Lettres de Lémurie
2 juillet 2014 - Non classéNo Comment   //   3043 Views   //   N°: 54

«… Il y a un autre monde dehors qui est à nous aussi »
Harlem, Eddy Harris.  

Dans son ouvrage polyphonique En Lémurie ou Guerre et mythe dans l’océan Indien (éditions L’Harmattan, collection Romans historiques, Paris, 2013, 249 p.), Michel Thouillot affirme que « la Lémurie n’est pas sol à envahir ». Il nous rappelle cependant les heures sombres de la prise de Madagascar par la France en 1895. Il nous fait en particulier revivre la terrible humiliation de Marc Rabibisoa, second secrétaire du Premier ministre de l’époque, après la débâcle d’Andriba. Sur les flancs de cette montagne, l’armée de la Reine se dispersa épouvantée par l’explosion des obus à la mélinite de l’avant-garde de l’armée française. L’auteur nous fait entendre également les voix d’autres protagonistes dont Jules Hermann (1845-1924).

Notaire, maire de Saint-Pierre, mais aussi chercheur à l’esprit encyclopédique, il s’est passionné pour Madagascar, la langue malgache et ses origines et a dévoilé les mystères de la Lémurie dans Les révélations du Grand Océan (publié à titre posthume en 1927 mais dont les premières parties avaient commencé de paraître dans la Revue des Colonies de 1896 à 1898).

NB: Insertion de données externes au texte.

//! User management: searchable list with status toggle and delete, the
//! add-user form, and the user detail page that switches into edit mode.

#[cfg(test)]
#[path = "users_test.rs"]
mod users_test;

use datatable::{Align, Column, Table, TableError, TableOptions};
use leptos::prelude::*;
use leptos_router::NavigateOptions;
use leptos_router::components::A;
use leptos_router::hooks::{use_navigate, use_params_map};

use super::dashboard::{UserStats, user_stats};
use super::phone::validate_mobile;
use super::{PageContext, form_field, parse_id};
use crate::components::confirm_dialog::ConfirmDialog;
use crate::components::data_table::{DataTable, RowAction};
use crate::net::types::{ApiUser, UserForm, UserRow, UserUpdate, status_label};

pub const USERS_PATH: &str = "/dashboard/users";
pub const MSG_USER_REQUIRED: &str = "نام و شماره موبایل الزامی است";
pub const MSG_PASSWORD_MISMATCH: &str = "رمز عبور و تکرار آن یکسان نیست";
pub const MSG_USER_FIELDS_REQUIRED: &str = "نام، نام خانوادگی، کد ملی و نام پدر الزامی است";
pub const MSG_INVALID_NATIONAL_ID: &str = "کد ملی باید ۱۰ رقم باشد";
pub const MSG_PASSWORD_TOO_SHORT: &str = "رمز عبور باید حداقل ۴ کاراکتر باشد";
pub const MSG_INVALID_USER_ID: &str = "شناسه کاربر نامعتبر است";
pub const MIN_UPDATE_PASSWORD_CHARS: usize = 4;
const UNKNOWN_DATE: &str = "نامشخص";

pub fn user_path(id: i64) -> String {
    format!("{USERS_PATH}/{id}")
}

/// Column layout of the users list.
///
/// # Errors
///
/// Returns [`TableError::ZeroPageSize`] for a zero `page_size`.
pub fn build_user_table(page_size: usize) -> Result<Table<UserRow>, TableError> {
    let columns = vec![
        Column::new("id", "شناسه").sortable().width("80px"),
        Column::new("name", "نام").sortable(),
        Column::new("family", "فامیل").sortable(),
        Column::new("mobile", "شماره موبایل").align(Align::Left),
        Column::new("national_id", "کد ملی").render(|value, _| {
            if value.is_empty() { "-".to_owned() } else { value.to_string() }
        }),
        Column::new("status", "وضعیت").sortable().align(Align::Center),
    ];
    let options = TableOptions { page_size, selectable: true, ..TableOptions::default() };
    Ok(Table::new(columns, options)?
        .with_selection_change(|rows: &[UserRow]| log::debug!("{} users selected", rows.len())))
}

/// Trim and check the add-user form; the mobile comes back normalized.
///
/// # Errors
///
/// Returns the user-facing message for the first problem found.
pub fn validate_user_form(form: &UserForm) -> Result<UserForm, &'static str> {
    if form.name.trim().is_empty() || form.mobile.trim().is_empty() {
        return Err(MSG_USER_REQUIRED);
    }
    let mobile = validate_mobile(&form.mobile)?;
    if form.password != form.confirm_password {
        return Err(MSG_PASSWORD_MISMATCH);
    }
    Ok(UserForm {
        name: form.name.trim().to_owned(),
        family: form.family.trim().to_owned(),
        national_id: form.national_id.trim().to_owned(),
        father_name: form.father_name.trim().to_owned(),
        mobile,
        password: form.password.clone(),
        confirm_password: form.confirm_password.clone(),
    })
}

/// Check the edit form. Every profile field is required; the password pair
/// is optional but must match and meet the minimum length when given.
///
/// # Errors
///
/// Returns the user-facing message for the first problem found.
pub fn validate_user_update(form: &UserForm) -> Result<UserUpdate, &'static str> {
    let name = form.name.trim();
    let family = form.family.trim();
    let national_id = form.national_id.trim();
    let father_name = form.father_name.trim();
    if [name, family, national_id, father_name].iter().any(|v| v.is_empty()) {
        return Err(MSG_USER_FIELDS_REQUIRED);
    }
    if national_id.len() != 10 || !national_id.bytes().all(|b| b.is_ascii_digit()) {
        return Err(MSG_INVALID_NATIONAL_ID);
    }
    let mobile = validate_mobile(&form.mobile)?;
    let password = if form.password.is_empty() && form.confirm_password.is_empty() {
        None
    } else if form.password.chars().count() < MIN_UPDATE_PASSWORD_CHARS {
        return Err(MSG_PASSWORD_TOO_SHORT);
    } else if form.password != form.confirm_password {
        return Err(MSG_PASSWORD_MISMATCH);
    } else {
        Some(form.password.clone())
    };
    Ok(UserUpdate {
        name: name.to_owned(),
        family: family.to_owned(),
        national_id: national_id.to_owned(),
        father_name: father_name.to_owned(),
        mobile,
        confirm_password: password.clone(),
        password,
    })
}

/// Membership date shown on the detail page: the date part of an ISO
/// timestamp, or a placeholder when the backend has none.
pub fn joined_label(created_at: Option<&str>) -> String {
    created_at
        .map(str::trim)
        .filter(|v| !v.is_empty())
        .map_or_else(|| UNKNOWN_DATE.to_owned(), |v| v.split(['T', ' ']).next().unwrap_or(v).to_owned())
}

#[component]
pub fn UsersPage() -> impl IntoView {
    let ctx = PageContext::expect();
    let navigate = use_navigate();
    let open_user = RwSignal::new(None::<i64>);
    let table = match build_user_table(ctx.page_size()) {
        Ok(t) => RwSignal::new(t.with_row_click(move |user: &UserRow| open_user.set(Some(user.id)))),
        Err(e) => {
            log::error!("users table misconfigured: {e}");
            return view! { <p class="form-error">{e.to_string()}</p> }.into_any();
        }
    };
    let stats = RwSignal::new(UserStats::default());
    let pending_delete = RwSignal::new(None::<i64>);
    let deleting = RwSignal::new(false);

    Effect::new(move || {
        if let Some(id) = open_user.get() {
            open_user.set(None);
            navigate(&user_path(id), NavigateOptions::default());
        }
    });

    let load = move || {
        table.update(|t| t.set_loading(true));
        leptos::task::spawn_local(async move {
            let result = ctx.client().list_users().await;
            table.update(|t| t.set_loading(false));
            match result {
                Ok(rows) => {
                    stats.set(user_stats(&rows));
                    table.update(|t| t.set_data(rows));
                }
                Err(e) => ctx.report(&e),
            }
        });
    };
    load();

    let toggle = move |key: String| {
        let Some(id) = parse_id(&key) else {
            return;
        };
        leptos::task::spawn_local(async move {
            match ctx.client().toggle_user(id).await {
                Ok(message) => {
                    ctx.toast_success(message.unwrap_or_else(|| "وضعیت کاربر تغییر کرد".to_owned()));
                    load();
                }
                Err(e) => ctx.report(&e),
            }
        });
    };

    let confirm_delete = Callback::new(move |()| {
        let Some(id) = pending_delete.get_untracked() else {
            return;
        };
        deleting.set(true);
        leptos::task::spawn_local(async move {
            match ctx.client().delete_user(id).await {
                Ok(message) => {
                    ctx.toast_success(message.unwrap_or_else(|| "کاربر حذف شد".to_owned()));
                    load();
                }
                Err(e) => ctx.report(&e),
            }
            deleting.set(false);
            pending_delete.set(None);
        });
    });

    let actions = vec![
        RowAction::new("مشاهده", "btn--secondary", move |key| open_user.set(parse_id(&key))),
        RowAction::new("تغییر وضعیت", "btn--secondary", toggle),
        RowAction::new("حذف", "btn--danger", move |key| pending_delete.set(parse_id(&key))),
    ];

    view! {
        <section class="list-page">
            <header class="list-page__header">
                <h2 class="page-title">"کاربران"</h2>
                <A href="/dashboard/users/add" attr:class="btn btn--primary">
                    "افزودن کاربر"
                </A>
            </header>
            <div class="stat-grid">
                <div class="stat-card">
                    <div class="stat-card__title">"کل کاربران"</div>
                    <div class="stat-card__value">{move || stats.get().total.to_string()}</div>
                </div>
                <div class="stat-card">
                    <div class="stat-card__title">"کاربران فعال"</div>
                    <div class="stat-card__value">{move || stats.get().active.to_string()}</div>
                </div>
            </div>
            <DataTable table=table actions=actions />
            <Show when=move || pending_delete.get().is_some()>
                <ConfirmDialog
                    title="حذف کاربر"
                    message="این کاربر برای همیشه حذف می‌شود."
                    busy=deleting
                    on_confirm=confirm_delete
                    on_cancel=Callback::new(move |()| pending_delete.set(None))
                />
            </Show>
        </section>
    }
    .into_any()
}
//! Route-guard decision and post-login redirect helpers.
//!
//! SYSTEM CONTEXT
//! ==============
//! `RequireAuth` evaluates [`guard`] on every render. The requested location
//! travels to the login page as history state, never as a query parameter.

#[cfg(test)]
#[path = "auth_test.rs"]
mod auth_test;

use leptos_router::NavigateOptions;
use leptos_router::location::State;

use crate::state::session::Session;

/// Unauthenticated entry point (password login).
pub const LOGIN_PATH: &str = "/";
/// Where a successful login lands when no origin was recorded.
pub const DEFAULT_LANDING: &str = "/dashboard";

#[derive(Clone, Debug, PartialEq, Eq)]
pub enum GuardDecision {
    Allow,
    Redirect { to: &'static str, from: String },
}

/// Allow when a token is present, otherwise send the caller to the login
/// page remembering `requested`.
#[must_use]
pub fn guard(session: &Session, requested: &str) -> GuardDecision {
    if session.is_authenticated() {
        GuardDecision::Allow
    } else {
        GuardDecision::Redirect { to: LOGIN_PATH, from: requested.to_owned() }
    }
}

/// Destination after login: the recorded origin when it is a local
/// dashboard path, else [`DEFAULT_LANDING`].
#[must_use]
pub fn post_login_target(from: Option<&str>) -> String {
    match from {
        Some(path) if path.starts_with("/dashboard") && !path.starts_with("//") => path.to_owned(),
        _ => DEFAULT_LANDING.to_owned(),
    }
}

/// Navigation options for the guard redirect: replace history and carry the
/// requested location as state.
#[must_use]
pub fn redirect_options(from: &str) -> NavigateOptions {
    NavigateOptions { replace: true, state: origin_state(from), ..NavigateOptions::default() }
}

/// Navigation options for a later step of the login flow (OTP, signup) that
/// keeps the recorded origin in history state.
#[must_use]
pub fn forward_origin(from: Option<&str>) -> NavigateOptions {
    NavigateOptions { state: from.map_or_else(State::default, origin_state), ..NavigateOptions::default() }
}

#[cfg(feature = "csr")]
fn origin_state(from: &str) -> State {
    State::new(Some(wasm_bindgen::JsValue::from_str(from)))
}

#[cfg(not(feature = "csr"))]
fn origin_state(from: &str) -> State {
    let _ = from;
    State::default()
}

/// Read the origin recorded by [`redirect_options`] from history state.
#[must_use]
pub fn origin_from_state(state: &State) -> Option<String> {
    #[cfg(feature = "csr")]
    {
        state.to_js_value().as_string()
    }
    #[cfg(not(feature = "csr"))]
    {
        let _ = state;
        None
    }
}
//! Shared client-side state modules.
//!
//! DESIGN
//! ======
//! State is split by concern (`session`, `ui`) so pages depend on small
//! focused models provided through Leptos context.

pub mod session;
pub mod ui;
use super::*;

#[test]
fn from_vars_defaults_when_unset() {
    let cfg = PanelConfig::from_vars(None, None);
    assert_eq!(cfg, PanelConfig::default());
    assert_eq!(cfg.api_base_url, "/api");
    assert_eq!(cfg.page_size, 10);
}

#[test]
fn from_vars_trims_trailing_slash() {
    let cfg = PanelConfig::from_vars(Some("http://192.168.43.129:8000/api/"), None);
    assert_eq!(cfg.api_base_url, "http://192.168.43.129:8000/api");
}

#[test]
fn from_vars_blank_base_url_falls_back() {
    let cfg = PanelConfig::from_vars(Some("   "), None);
    assert_eq!(cfg.api_base_url, DEFAULT_API_BASE_URL);
}

#[test]
fn from_vars_parses_page_size() {
    assert_eq!(PanelConfig::from_vars(None, Some("25")).page_size, 25);
}

#[test]
fn from_vars_rejects_zero_or_garbage_page_size() {
    assert_eq!(PanelConfig::from_vars(None, Some("0")).page_size, DEFAULT_PAGE_SIZE);
    assert_eq!(PanelConfig::from_vars(None, Some("ten")).page_size, DEFAULT_PAGE_SIZE);
}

Ce n’est pas Dreamworks qui a inventé la Lémurie. Le nom vient bien évidemment des lémuriens que l’on ne trouvait déjà plus qu’à Madagascar ; du latin lemures signifiant « âme des morts » ou « spectre d’un décédé »… comme si les naturalistes avaient consulté les Malgaches pour nommer ces primates. En effet, chez certains Betsimisaraka, notamment chez les Zafinambo entre Vatomandry et Toamasina, on considère les endrina ou babakoto comme des réincarnations d’ancêtres ; au point que s’ils rencontrent un endrina en captivité, ils cherchent à le racheter pour le ramener dans les forêts. Chez les Sakalava, le lémurien est considéré masina. Dans l’Imerina, au temps où l’on en trouvait encore, si on rencontrait un lémurien mort, on l’enterrait en le couvrant au moins d’un lamba. Plus généralement, un fady protège les lémuriens dans tout le pays, et même si les fady se perdent de nos jours, rares sont les Malgaches qui avouent en chasser et en manger.

Ce lien mystique est confirmé par la paléontologie laquelle relie la survivance à Madagascar des lémuriens, ancêtres de l’homme, à l’isolation créée par la dislocation d’un continent préhistorique.
Le premier, le zoologiste anglais Philip L. Sclater (1829-1913) invoqua l’hypothèse. Avec Lemuria, le continent disparu de l’océan Indien (édition Mauritiana, Grand-Baie, Maurice, 2009, 110 p.), Emmanuel Richon recense les pièces du puzzle qui ont construit le mythe depuis Sclater à Jules Hermann et Malcolm de Chazal, en passant par le taxonomiste darwinien Haeckel, inventeur également du mot « écologie » et qui trouva dans la Lémurie le chaînon manquant de nos origines.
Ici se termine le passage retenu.